Restating the data word for word is all that is required.

→ **Source records**
============================================================
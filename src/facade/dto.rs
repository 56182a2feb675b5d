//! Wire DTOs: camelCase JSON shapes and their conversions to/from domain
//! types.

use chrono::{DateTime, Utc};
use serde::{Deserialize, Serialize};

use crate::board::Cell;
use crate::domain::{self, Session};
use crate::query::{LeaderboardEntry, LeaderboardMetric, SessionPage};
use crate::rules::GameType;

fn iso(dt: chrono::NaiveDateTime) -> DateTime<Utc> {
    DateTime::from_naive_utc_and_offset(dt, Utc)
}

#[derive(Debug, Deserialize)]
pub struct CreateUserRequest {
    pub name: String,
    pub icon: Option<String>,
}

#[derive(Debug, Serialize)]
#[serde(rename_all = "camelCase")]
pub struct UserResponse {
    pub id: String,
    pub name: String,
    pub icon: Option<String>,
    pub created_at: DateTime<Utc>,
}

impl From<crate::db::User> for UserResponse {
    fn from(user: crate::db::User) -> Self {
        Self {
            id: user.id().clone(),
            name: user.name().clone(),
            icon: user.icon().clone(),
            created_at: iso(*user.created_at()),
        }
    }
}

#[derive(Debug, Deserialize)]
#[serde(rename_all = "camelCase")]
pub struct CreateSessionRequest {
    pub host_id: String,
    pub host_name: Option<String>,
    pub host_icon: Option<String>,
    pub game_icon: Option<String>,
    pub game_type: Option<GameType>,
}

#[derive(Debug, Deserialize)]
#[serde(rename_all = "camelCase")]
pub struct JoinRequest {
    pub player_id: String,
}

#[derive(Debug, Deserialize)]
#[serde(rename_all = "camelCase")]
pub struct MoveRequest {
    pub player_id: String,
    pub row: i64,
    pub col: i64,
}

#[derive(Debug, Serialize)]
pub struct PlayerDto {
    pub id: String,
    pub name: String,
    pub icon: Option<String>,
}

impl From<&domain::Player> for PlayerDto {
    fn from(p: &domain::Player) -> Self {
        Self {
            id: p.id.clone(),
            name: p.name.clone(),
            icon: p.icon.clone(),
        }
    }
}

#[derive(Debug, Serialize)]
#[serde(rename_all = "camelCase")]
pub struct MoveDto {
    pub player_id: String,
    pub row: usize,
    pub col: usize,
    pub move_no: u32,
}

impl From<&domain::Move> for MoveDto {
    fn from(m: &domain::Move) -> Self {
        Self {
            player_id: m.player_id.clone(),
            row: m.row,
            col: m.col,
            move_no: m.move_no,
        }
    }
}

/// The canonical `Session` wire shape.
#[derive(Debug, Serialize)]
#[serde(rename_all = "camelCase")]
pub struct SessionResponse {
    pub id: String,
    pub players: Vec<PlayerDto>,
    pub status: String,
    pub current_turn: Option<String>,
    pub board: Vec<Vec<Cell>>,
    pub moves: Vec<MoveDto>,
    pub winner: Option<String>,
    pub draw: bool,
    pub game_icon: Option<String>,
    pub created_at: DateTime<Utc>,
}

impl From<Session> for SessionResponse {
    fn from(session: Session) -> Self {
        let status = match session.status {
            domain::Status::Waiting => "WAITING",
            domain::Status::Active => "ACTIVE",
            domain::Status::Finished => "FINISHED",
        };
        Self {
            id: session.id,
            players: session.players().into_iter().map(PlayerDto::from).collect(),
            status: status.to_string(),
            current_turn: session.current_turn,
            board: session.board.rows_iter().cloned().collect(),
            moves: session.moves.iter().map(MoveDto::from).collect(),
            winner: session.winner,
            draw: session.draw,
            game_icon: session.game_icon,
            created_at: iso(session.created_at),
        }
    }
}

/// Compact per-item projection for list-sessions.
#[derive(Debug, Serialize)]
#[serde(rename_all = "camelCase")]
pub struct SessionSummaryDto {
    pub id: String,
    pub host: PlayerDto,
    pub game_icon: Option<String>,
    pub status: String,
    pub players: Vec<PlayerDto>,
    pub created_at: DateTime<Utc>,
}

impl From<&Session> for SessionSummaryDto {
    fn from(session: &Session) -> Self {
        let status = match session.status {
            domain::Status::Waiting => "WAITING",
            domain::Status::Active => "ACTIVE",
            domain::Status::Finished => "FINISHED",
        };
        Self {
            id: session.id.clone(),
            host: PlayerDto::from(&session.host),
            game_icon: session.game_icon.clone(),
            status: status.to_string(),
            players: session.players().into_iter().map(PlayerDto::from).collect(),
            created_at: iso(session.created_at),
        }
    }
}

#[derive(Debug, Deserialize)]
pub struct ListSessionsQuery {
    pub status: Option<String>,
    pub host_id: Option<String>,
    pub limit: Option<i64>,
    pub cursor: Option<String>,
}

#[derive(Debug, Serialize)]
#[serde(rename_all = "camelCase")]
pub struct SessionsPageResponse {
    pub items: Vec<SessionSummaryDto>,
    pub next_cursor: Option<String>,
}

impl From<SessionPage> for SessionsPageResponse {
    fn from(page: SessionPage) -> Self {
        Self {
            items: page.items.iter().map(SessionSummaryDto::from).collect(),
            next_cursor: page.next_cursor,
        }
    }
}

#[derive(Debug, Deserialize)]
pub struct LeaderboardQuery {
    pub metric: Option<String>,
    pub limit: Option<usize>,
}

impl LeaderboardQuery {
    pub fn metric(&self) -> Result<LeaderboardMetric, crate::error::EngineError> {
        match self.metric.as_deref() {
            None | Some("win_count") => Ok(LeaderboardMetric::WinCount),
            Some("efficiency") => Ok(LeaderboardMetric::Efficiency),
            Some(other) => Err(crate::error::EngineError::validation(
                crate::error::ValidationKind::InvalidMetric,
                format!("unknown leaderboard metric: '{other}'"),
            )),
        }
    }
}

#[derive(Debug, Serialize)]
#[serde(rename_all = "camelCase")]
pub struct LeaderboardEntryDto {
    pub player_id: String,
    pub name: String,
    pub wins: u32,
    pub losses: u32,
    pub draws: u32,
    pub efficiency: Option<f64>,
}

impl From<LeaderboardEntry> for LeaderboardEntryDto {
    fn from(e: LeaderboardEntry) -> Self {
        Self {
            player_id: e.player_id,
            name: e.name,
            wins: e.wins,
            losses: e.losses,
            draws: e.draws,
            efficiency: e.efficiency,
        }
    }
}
============================================================
→ **Solution for this problem**
filename src/facade/dto.rs
repository 56182a2feb675b5d
//! Wire DTOs: camelCase JSON shapes and their conversions to/from domain
//! types.

use chrono::{DateTime, Utc};
use serde::{Deserialize, Serialize};

use crate::board::Cell;
use crate::domain::{self, Session};
use crate::query::{LeaderboardEntry, LeaderboardMetric, SessionPage};
use crate::rules::GameType;

fn iso(dt: chrono::NaiveDateTime) -> DateTime<Utc> {
    DateTime::from_naive_utc_and_offset(dt, Utc)
}

#[derive(Debug, Deserialize)]
pub struct CreateUserRequest {
    pub name: String,
    pub icon: Option<String>,
}

#[derive(Debug, Serialize)]
#[serde(rename_all = "camelCase")]
pub struct UserResponse {
    pub id: String,
    pub name: String,
    pub icon: Option<String>,
    pub created_at: DateTime<Utc>,
}

impl From<crate::db::User> for UserResponse {
    fn from(user: crate::db::User) -> Self {
        Self {
            id: user.id().clone(),
            name: user.name().clone(),
            icon: user.icon().clone(),
            created_at: iso(*user.created_at()),
        }
    }
}

#[derive(Debug, Deserialize)]
#[serde(rename_all = "camelCase")]
pub struct CreateSessionRequest {
    pub host_id: String,
    pub host_name: Option<String>,
    pub host_icon: Option<String>,
    pub game_icon: Option<String>,
    pub game_type: Option<GameType>,
}

#[derive(Debug, Deserialize)]
#[serde(rename_all = "camelCase")]
pub struct JoinRequest {
    pub player_id: String,
}

#[derive(Debug, Deserialize)]
#[serde(rename_all = "camelCase")]
pub struct MoveRequest {
    pub player_id: String,
    pub row: i64,
    pub col: i64,
}

#[derive(Debug, Serialize)]
pub struct PlayerDto {
    pub id: String,
    pub name: String,
    pub icon: Option<String>,
}

impl From<&domain::Player> for PlayerDto {
    fn from(p: &domain::Player) -> Self {
        Self {
            id: p.id.clone(),
            name: p.name.clone(),
            icon: p.icon.clone(),
        }
    }
}

#[derive(Debug, Serialize)]
#[serde(rename_all = "camelCase")]
pub struct MoveDto {
    pub player_id: String,
    pub row: usize,
    pub col: usize,
    pub move_no: u32,
}

impl From<&domain::Move> for MoveDto {
    fn from(m: &domain::Move) -> Self {
        Self {
            player_id: m.player_id.clone(),
            row: m.row,
            col: m.col,
            move_no: m.move_no,
        }
    }
}

/// The canonical `Session` wire shape.
#[derive(Debug, Serialize)]
#[serde(rename_all = "camelCase")]
pub struct SessionResponse {
    pub id: String,
    pub players: Vec<PlayerDto>,
    pub status: String,
    pub current_turn: Option<String>,
    pub board: Vec<Vec<Cell>>,
    pub moves: Vec<MoveDto>,
    pub winner: Option<String>,
    pub draw: bool,
    pub game_icon: Option<String>,
    pub created_at: DateTime<Utc>,
}

impl From<Session> for SessionResponse {
    fn from(session: Session) -> Self {
        let status = match session.status {
            domain::Status::Waiting => "WAITING",
            domain::Status::Active => "ACTIVE",
            domain::Status::Finished => "FINISHED",
        };
        Self {
            id: session.id,
            players: session.players().into_iter().map(PlayerDto::from).collect(),
            status: status.to_string(),
            current_turn: session.current_turn,
            board: session.board.rows_iter().cloned().collect(),
            moves: session.moves.iter().map(MoveDto::from).collect(),
            winner: session.winner,
            draw: session.draw,
            game_icon: session.game_icon,
            created_at: iso(session.created_at),
        }
    }
}

/// Compact per-item projection for list-sessions.
#[derive(Debug, Serialize)]
#[serde(rename_all = "camelCase")]
pub struct SessionSummaryDto {
    pub id: String,
    pub host: PlayerDto,
    pub game_icon: Option<String>,
    pub status: String,
    pub players: Vec<PlayerDto>,
    pub created_at: DateTime<Utc>,
}

impl From<&Session> for SessionSummaryDto {
    fn from(session: &Session) -> Self {
        let status = match session.status {
            domain::Status::Waiting => "WAITING",
            domain::Status::Active => "ACTIVE",
            domain::Status::Finished => "FINISHED",
        };
        Self {
            id: session.id.clone(),
            host: PlayerDto::from(&session.host),
            game_icon: session.game_icon.clone(),
            status: status.to_string(),
            players: session.players().into_iter().map(PlayerDto::from).collect(),
            created_at: iso(session.created_at),
        }
    }
}

#[derive(Debug, Deserialize)]
pub struct ListSessionsQuery {
    pub status: Option<String>,
    pub host_id: Option<String>,
    pub limit: Option<i64>,
    pub cursor: Option<String>,
}

#[derive(Debug, Serialize)]
#[serde(rename_all = "camelCase")]
pub struct SessionsPageResponse {
    pub items: Vec<SessionSummaryDto>,
    pub next_cursor: Option<String>,
}

impl From<SessionPage> for SessionsPageResponse {
    fn from(page: SessionPage) -> Self {
        Self {
            items: page.items.iter().map(SessionSummaryDto::from).collect(),
            next_cursor: page.next_cursor,
        }
    }
}

#[derive(Debug, Deserialize)]
pub struct LeaderboardQuery {
    pub metric: Option<String>,
    pub limit: Option<usize>,
}

impl LeaderboardQuery {
    pub fn metric(&self) -> Result<LeaderboardMetric, crate::error::EngineError> {
        match self.metric.as_deref() {
            None | Some("win_count") => Ok(LeaderboardMetric::WinCount),
            Some("efficiency") => Ok(LeaderboardMetric::Efficiency),
            Some(other) => Err(crate::error::EngineError::validation(
                crate::error::ValidationKind::InvalidMetric,
                format!("unknown leaderboard metric: '{other}'"),
            )),
        }
    }
}

#[derive(Debug, Serialize)]
#[serde(rename_all = "camelCase")]
pub struct LeaderboardEntryDto {
    pub player_id: String,
    pub name: String,
    pub wins: u32,
    pub losses: u32,
    pub draws: u32,
    pub efficiency: Option<f64>,
}

impl From<LeaderboardEntry> for LeaderboardEntryDto {
    fn from(e: LeaderboardEntry) -> Self {
        Self {
            player_id: e.player_id,
            name: e.name,
            wins: e.wins,
            losses: e.losses,
            draws: e.draws,
            efficiency: e.efficiency,
        }
    }
}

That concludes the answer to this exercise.